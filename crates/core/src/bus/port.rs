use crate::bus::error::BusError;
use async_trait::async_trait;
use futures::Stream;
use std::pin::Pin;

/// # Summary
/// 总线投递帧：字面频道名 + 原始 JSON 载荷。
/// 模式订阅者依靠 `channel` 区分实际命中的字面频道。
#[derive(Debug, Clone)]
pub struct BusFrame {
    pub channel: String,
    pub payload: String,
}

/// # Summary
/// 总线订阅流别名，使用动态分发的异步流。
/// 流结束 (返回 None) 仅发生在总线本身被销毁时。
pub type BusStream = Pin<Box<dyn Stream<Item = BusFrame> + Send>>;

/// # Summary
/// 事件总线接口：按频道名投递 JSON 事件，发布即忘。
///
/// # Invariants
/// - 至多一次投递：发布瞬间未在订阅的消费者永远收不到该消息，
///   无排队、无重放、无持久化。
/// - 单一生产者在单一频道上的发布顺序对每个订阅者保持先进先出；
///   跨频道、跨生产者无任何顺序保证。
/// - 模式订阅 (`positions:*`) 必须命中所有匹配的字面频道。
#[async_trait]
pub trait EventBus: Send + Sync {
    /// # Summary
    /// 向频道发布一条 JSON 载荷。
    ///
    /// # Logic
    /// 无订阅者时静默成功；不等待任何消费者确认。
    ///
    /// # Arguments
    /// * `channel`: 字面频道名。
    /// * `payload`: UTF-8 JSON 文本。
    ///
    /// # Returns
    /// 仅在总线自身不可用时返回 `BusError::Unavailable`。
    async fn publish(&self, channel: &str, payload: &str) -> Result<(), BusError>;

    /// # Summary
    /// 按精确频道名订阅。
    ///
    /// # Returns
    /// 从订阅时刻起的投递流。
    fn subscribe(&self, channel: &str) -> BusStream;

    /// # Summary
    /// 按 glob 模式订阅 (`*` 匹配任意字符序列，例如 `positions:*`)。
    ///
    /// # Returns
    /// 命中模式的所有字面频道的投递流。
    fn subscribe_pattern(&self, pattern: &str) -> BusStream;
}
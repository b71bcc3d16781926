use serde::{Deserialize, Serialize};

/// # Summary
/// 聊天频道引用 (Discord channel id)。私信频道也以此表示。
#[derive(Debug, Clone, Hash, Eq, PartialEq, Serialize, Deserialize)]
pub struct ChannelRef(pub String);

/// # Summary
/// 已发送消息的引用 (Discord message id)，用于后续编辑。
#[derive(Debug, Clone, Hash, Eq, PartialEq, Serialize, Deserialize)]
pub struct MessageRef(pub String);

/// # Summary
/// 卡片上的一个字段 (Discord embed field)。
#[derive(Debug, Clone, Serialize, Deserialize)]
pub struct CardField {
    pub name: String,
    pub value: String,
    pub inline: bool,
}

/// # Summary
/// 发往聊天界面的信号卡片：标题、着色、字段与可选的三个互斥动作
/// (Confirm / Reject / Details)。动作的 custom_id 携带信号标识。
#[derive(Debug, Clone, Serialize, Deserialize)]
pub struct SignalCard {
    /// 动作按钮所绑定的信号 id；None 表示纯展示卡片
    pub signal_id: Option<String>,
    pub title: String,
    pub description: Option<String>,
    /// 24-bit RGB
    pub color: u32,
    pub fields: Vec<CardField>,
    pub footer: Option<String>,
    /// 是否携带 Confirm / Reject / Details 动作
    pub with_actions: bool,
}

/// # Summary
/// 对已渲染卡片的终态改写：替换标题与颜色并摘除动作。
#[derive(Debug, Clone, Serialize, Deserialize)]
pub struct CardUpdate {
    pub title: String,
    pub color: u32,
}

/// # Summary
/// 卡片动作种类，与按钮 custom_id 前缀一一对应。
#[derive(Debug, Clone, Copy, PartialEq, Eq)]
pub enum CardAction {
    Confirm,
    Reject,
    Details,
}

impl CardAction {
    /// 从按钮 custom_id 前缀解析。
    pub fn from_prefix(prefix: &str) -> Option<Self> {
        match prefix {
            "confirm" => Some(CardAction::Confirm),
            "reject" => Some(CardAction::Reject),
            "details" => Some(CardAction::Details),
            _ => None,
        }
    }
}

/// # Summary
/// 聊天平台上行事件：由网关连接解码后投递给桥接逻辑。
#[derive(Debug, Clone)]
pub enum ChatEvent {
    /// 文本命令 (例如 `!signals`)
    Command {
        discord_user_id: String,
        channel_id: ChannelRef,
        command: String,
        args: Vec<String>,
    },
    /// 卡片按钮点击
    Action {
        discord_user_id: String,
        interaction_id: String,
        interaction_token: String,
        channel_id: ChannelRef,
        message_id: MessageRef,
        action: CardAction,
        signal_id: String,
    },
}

→ **Work instructions**: A complete answer gives every line of the records holding "Details".

→ **Answer to this problem**:
/// (Confirm / Reject / Details)。动作的 custom_id 携带信号标识。
    /// 是否携带 Confirm / Reject / Details 动作
    Details,
            "details" => Some(CardAction::Details),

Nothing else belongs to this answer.